Instructions for the task →
How many lines of the data contain the word "OnceLock"? Give only that number.

Records →
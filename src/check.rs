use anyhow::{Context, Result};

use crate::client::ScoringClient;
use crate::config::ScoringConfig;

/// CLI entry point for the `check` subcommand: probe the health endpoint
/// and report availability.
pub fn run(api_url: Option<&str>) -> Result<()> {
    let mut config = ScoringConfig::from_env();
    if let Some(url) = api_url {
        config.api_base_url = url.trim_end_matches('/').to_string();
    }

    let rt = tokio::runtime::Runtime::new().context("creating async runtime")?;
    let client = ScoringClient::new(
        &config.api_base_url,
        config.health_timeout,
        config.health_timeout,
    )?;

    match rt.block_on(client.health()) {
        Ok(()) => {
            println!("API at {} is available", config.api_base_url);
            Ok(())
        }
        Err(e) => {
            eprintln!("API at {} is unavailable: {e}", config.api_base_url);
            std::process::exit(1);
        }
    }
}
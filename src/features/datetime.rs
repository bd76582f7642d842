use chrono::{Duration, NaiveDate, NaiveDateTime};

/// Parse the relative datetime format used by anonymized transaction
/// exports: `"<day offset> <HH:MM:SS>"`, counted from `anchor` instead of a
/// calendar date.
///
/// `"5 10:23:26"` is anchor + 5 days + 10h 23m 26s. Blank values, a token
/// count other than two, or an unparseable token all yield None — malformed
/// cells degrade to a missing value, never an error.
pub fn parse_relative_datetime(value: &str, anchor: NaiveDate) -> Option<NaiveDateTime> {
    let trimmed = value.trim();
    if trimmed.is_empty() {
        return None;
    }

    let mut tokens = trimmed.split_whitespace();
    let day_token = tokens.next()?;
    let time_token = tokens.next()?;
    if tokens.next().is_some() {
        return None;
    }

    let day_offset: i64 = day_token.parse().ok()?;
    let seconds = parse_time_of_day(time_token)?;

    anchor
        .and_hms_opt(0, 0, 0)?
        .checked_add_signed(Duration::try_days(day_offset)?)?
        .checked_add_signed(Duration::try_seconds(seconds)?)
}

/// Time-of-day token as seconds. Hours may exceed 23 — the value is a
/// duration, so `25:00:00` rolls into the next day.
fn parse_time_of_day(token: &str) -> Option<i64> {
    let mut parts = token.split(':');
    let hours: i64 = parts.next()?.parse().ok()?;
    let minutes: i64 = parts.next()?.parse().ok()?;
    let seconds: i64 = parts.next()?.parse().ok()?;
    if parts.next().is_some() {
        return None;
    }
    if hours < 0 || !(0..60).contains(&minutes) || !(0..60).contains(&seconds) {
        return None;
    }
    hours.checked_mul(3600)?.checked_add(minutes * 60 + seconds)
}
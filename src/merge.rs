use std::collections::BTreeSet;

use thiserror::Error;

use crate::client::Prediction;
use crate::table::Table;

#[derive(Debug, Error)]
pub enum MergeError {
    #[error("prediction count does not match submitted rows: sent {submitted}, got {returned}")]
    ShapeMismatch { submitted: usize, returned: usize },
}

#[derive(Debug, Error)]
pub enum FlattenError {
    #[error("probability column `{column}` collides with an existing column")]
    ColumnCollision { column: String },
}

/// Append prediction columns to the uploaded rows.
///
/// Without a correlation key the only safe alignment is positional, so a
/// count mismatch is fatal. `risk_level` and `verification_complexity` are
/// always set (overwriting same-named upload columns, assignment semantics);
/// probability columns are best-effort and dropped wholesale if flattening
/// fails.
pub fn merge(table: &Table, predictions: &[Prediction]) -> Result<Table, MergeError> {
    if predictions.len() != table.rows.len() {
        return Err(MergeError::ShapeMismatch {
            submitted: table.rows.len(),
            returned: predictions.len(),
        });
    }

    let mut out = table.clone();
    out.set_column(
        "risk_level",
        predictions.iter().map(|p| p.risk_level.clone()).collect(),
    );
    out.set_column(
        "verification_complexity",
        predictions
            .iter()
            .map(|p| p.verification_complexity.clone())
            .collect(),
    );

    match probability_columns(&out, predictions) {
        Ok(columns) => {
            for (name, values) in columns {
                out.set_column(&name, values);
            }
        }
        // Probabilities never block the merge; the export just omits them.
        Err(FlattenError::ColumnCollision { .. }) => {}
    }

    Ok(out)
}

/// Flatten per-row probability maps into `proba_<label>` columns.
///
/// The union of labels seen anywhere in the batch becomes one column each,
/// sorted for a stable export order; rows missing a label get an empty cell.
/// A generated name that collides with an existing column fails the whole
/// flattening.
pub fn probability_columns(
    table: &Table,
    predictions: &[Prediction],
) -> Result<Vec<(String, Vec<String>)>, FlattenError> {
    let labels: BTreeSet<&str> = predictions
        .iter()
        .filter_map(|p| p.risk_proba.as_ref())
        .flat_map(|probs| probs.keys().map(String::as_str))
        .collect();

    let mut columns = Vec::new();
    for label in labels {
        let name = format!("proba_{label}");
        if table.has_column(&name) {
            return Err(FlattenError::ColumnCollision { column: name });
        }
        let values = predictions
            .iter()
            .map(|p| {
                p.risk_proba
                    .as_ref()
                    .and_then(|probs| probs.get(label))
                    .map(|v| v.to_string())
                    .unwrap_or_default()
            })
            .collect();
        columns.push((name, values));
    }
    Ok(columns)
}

--

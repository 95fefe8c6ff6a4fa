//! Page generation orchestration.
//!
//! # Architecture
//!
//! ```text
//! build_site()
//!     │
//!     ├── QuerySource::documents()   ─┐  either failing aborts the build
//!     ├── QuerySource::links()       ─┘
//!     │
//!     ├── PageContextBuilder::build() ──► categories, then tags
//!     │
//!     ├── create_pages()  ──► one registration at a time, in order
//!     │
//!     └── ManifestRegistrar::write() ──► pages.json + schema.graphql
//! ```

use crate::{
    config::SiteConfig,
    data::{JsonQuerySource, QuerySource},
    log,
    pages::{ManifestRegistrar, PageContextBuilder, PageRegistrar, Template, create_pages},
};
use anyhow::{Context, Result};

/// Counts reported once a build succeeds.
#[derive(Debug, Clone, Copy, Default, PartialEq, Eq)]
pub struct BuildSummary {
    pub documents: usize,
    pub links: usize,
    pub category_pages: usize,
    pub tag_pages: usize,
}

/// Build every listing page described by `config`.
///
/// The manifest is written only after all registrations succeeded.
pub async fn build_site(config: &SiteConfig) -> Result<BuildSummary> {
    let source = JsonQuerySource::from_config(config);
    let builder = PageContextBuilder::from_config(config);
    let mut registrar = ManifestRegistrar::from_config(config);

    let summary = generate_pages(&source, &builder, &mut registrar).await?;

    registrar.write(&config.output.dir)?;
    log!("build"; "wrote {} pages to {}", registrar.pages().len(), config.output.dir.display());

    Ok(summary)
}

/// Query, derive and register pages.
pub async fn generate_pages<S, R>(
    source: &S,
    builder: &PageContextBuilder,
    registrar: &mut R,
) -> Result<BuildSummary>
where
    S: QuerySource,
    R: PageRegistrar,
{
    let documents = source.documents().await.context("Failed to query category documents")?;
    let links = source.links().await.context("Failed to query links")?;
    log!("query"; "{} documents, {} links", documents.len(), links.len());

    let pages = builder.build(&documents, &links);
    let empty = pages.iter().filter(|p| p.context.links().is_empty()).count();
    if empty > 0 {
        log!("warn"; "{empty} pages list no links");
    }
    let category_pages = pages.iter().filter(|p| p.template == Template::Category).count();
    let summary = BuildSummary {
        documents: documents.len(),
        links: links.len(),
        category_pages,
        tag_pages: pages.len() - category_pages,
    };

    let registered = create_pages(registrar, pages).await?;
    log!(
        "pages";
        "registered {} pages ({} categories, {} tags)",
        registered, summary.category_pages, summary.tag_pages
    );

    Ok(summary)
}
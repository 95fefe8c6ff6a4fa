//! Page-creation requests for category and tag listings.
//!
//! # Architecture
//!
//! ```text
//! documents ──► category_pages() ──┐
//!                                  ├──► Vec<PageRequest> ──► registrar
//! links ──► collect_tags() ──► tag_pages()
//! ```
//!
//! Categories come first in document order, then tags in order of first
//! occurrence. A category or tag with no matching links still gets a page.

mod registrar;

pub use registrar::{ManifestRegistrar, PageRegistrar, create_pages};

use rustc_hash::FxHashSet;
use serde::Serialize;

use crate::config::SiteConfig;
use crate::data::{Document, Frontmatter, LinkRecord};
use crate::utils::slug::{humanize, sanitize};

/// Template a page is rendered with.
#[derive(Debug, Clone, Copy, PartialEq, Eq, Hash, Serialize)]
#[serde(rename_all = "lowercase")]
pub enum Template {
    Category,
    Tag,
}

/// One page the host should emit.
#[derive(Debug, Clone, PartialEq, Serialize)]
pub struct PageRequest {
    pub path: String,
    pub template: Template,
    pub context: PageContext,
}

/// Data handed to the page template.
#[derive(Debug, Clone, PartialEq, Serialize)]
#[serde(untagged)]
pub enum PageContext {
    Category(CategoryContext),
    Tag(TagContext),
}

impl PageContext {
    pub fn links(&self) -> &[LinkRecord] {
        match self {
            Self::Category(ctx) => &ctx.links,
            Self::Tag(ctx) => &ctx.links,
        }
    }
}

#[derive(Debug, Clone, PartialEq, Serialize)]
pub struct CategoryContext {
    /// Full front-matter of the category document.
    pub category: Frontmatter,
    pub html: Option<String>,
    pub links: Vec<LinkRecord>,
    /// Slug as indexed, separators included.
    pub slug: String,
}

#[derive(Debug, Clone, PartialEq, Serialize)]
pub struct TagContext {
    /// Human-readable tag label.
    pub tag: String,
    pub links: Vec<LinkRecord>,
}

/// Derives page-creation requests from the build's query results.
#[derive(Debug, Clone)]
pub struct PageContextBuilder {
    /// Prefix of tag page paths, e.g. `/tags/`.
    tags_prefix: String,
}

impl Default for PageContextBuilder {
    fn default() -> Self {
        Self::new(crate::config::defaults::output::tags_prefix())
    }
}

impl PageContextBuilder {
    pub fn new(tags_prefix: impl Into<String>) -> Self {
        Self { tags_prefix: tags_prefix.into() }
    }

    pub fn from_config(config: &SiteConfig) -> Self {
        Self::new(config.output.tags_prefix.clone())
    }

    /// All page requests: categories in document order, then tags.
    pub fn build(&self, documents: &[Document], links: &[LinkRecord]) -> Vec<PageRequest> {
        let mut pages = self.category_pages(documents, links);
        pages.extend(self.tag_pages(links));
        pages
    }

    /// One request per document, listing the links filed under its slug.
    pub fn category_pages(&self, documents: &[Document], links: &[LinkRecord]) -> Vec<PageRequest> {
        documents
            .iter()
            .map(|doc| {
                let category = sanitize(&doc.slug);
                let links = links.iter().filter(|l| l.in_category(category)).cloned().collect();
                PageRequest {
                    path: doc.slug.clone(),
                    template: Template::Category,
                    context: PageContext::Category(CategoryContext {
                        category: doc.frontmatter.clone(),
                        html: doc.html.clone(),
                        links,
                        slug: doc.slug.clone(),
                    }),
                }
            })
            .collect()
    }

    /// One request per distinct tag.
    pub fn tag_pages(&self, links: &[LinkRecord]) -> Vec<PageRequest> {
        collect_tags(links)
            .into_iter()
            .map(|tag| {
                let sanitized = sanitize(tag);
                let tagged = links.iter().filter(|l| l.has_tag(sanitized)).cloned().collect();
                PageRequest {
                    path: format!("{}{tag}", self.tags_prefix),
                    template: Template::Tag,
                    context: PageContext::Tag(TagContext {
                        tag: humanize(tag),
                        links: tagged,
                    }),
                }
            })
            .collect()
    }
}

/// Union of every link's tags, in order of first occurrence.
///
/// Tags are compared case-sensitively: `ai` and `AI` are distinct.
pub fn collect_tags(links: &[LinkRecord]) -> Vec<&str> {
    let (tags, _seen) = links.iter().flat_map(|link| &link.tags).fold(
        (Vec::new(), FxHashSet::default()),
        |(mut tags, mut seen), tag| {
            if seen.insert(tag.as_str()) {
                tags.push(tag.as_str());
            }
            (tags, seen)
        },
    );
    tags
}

---

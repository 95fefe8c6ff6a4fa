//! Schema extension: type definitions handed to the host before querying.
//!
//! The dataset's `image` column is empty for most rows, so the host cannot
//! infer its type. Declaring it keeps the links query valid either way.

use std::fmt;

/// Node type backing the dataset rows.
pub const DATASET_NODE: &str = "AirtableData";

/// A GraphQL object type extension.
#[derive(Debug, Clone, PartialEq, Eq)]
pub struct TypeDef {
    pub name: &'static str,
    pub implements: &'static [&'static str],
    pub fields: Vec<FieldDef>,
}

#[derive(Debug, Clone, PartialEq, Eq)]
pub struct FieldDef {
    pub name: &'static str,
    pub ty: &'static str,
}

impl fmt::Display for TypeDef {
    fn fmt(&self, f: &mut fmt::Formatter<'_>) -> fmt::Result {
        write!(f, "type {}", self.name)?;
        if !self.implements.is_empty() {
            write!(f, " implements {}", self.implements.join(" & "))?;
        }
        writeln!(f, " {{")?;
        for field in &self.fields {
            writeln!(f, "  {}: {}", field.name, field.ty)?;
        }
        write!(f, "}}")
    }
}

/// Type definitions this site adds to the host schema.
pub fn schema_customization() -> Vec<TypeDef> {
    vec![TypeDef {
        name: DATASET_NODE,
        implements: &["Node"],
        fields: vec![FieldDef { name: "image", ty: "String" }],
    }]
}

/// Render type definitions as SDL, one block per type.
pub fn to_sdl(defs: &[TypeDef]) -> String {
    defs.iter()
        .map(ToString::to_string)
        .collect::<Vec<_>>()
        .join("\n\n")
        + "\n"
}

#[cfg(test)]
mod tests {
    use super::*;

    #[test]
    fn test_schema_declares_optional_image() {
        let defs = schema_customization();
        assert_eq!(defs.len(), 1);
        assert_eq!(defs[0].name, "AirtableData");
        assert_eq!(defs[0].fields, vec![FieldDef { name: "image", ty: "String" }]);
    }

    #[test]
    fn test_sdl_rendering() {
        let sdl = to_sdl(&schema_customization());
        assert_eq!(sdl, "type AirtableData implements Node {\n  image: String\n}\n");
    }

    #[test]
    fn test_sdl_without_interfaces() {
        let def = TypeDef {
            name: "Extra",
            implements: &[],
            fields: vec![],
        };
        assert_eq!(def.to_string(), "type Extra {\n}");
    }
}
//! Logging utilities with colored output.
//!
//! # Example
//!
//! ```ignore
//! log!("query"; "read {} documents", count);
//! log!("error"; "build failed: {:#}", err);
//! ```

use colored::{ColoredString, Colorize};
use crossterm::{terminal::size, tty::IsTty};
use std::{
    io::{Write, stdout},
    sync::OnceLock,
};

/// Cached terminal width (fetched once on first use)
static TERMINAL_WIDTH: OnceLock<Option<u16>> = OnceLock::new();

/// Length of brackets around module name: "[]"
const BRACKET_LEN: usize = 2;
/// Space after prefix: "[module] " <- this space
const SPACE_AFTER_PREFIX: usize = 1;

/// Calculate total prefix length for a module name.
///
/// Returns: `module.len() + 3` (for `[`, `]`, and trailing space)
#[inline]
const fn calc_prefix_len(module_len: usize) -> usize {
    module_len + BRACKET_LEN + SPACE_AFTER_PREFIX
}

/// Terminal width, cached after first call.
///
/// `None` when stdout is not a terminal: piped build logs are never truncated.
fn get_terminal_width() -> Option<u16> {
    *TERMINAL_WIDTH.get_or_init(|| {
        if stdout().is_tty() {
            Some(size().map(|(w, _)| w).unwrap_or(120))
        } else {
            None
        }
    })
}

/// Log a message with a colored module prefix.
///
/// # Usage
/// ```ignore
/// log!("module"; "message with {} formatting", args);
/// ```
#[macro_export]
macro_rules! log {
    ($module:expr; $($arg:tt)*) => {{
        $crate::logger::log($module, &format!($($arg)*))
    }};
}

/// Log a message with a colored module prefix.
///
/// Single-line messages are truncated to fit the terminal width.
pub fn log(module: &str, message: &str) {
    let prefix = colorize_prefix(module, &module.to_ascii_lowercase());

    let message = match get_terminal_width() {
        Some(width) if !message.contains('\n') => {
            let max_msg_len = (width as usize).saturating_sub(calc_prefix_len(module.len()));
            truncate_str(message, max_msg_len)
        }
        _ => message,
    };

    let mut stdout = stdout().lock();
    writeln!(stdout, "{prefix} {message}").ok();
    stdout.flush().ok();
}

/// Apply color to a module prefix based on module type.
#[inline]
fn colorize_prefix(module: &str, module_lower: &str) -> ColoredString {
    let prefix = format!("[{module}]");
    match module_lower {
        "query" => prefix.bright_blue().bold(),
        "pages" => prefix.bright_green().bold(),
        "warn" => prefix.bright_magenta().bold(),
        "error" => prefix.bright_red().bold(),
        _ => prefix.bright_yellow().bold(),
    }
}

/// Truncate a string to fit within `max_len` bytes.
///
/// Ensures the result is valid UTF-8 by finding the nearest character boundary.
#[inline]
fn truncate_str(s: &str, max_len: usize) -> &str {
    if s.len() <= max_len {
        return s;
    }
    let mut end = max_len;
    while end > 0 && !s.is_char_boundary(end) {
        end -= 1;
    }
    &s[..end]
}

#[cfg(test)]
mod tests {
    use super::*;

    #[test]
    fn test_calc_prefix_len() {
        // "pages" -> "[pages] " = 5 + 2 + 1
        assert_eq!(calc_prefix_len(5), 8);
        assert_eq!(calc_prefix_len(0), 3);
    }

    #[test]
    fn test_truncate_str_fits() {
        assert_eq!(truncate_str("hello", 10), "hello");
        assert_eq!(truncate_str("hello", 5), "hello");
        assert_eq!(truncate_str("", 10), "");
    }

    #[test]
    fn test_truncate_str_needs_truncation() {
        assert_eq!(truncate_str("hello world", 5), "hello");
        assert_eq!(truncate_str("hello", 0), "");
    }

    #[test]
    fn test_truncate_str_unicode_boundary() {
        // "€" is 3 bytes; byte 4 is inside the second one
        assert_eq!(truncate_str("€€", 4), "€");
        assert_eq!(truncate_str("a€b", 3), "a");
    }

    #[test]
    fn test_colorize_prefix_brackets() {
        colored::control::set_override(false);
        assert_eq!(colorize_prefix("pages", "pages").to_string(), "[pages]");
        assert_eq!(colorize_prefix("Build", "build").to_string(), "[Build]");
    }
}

Response →
2